On the evaluation of power density models for oscillatory baffled reactors using CFD

• Published in: Chemical engineering and processing Vol. 134; pp. 153 - 162
• Main Authors: Jimeno, Guillermo, Lee, Yeaw Chu, Ni, Xiong-Wei
• Format: Journal Article
• Language: English
• Published: Elsevier B.V 01.12.2018
• Subjects: Computational fluid dynamics (CFD); Oscillatory baffled reactors; Power density; Pressure drop propagation; Power density; Pressure drop propagation; Computational fluid dynamics (CFD); Oscillatory baffled reactors
• ISSN: 0255-2701; 1873-3204
• DOI: 10.1016/j.cep.2018.11.002

[Display omitted] •CFD validation of power density estimation models in oscillatory baffled devices is for the first time investigated.•We have updated the orifice discharge coefficient and the dependency on the number-of-baffles term for the Quasi-steady model.•We have updated the dependency on the number of baffles & proposed empirical model to estimate mixing length for the Eddy enhancement model.•Both models are validated for a much wider application range than originally stated and for both batch and continuous.•Both revised models can be used interchangeably with high confidence.

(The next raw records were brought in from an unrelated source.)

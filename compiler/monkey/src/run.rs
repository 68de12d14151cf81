//! Whole-file evaluation.
//!
//! A file runs like one long REPL line, except that its final value is not
//! printed: only `puts` output reaches stdout. Syntax and runtime errors go
//! to the error stream and make the run fail.

use crate::{repl, LineOutcome, Session};
use std::io::{self, Write};
use std::path::Path;

/// Evaluate `source`. Returns `Ok(false)` if it failed to parse or raised
/// a runtime error.
pub fn run_source<W: Write, E: Write>(
    source: &str,
    session: &Session,
    out: &mut W,
    err: &mut E,
) -> io::Result<bool> {
    let outcome = session.eval_source(source);
    out.write_all(session.print_handler().take_output().as_bytes())?;
    match &outcome {
        LineOutcome::Value(_) | LineOutcome::Silent => Ok(true),
        LineOutcome::SyntaxErrors(_) | LineOutcome::RuntimeError(_) => {
            repl::write_outcome(err, &outcome)?;
            Ok(false)
        }
    }
}

/// Read `path` and evaluate it with stdout and stderr as the streams.
pub fn run_file(path: &Path, session: &Session) -> io::Result<bool> {
    let source = std::fs::read_to_string(path)?;
    tracing::debug!(path = %path.display(), bytes = source.len(), "running file");
    let stdout = io::stdout();
    let stderr = io::stderr();
    run_source(&source, session, &mut stdout.lock(), &mut stderr.lock())
}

While continuous oscillatory baffled reactors (COBR) have been proven a viable alternative to traditional batch reactors for organic synthesis and crystallization, research into the estimation of power density for this type of device has largely been stagnated for the past 25 years. This work reports, for the first time, detailed analysis and examination of the applicability, capability and deficiencies of two existing models using CFD methodology. The “quasi-steady” model (QSM) over-estimates power dissipation rates due to the inaccurate formulation of two of its geometric parameters for modern COBRs. By using a revised power law dependency on the number-of-baffles term (nx) and an appropriate orifice discharge coefficient (CD), we demonstrate that the updated QSM can not only be used for a much wider application range than previously outlined, but also for both batch and continuous operations. The “eddy enhancement” model (EEM) generally provides better predictions of power density for the conditions tested; however, its accuracy can substantially be enhanced by applying the aforementioned power law dependency on n and an empirical correlation proposed in this work to estimate EEM’s “mixing length”. After full validation, both models give very similar power density estimations and can be used interchangeably with high confidence.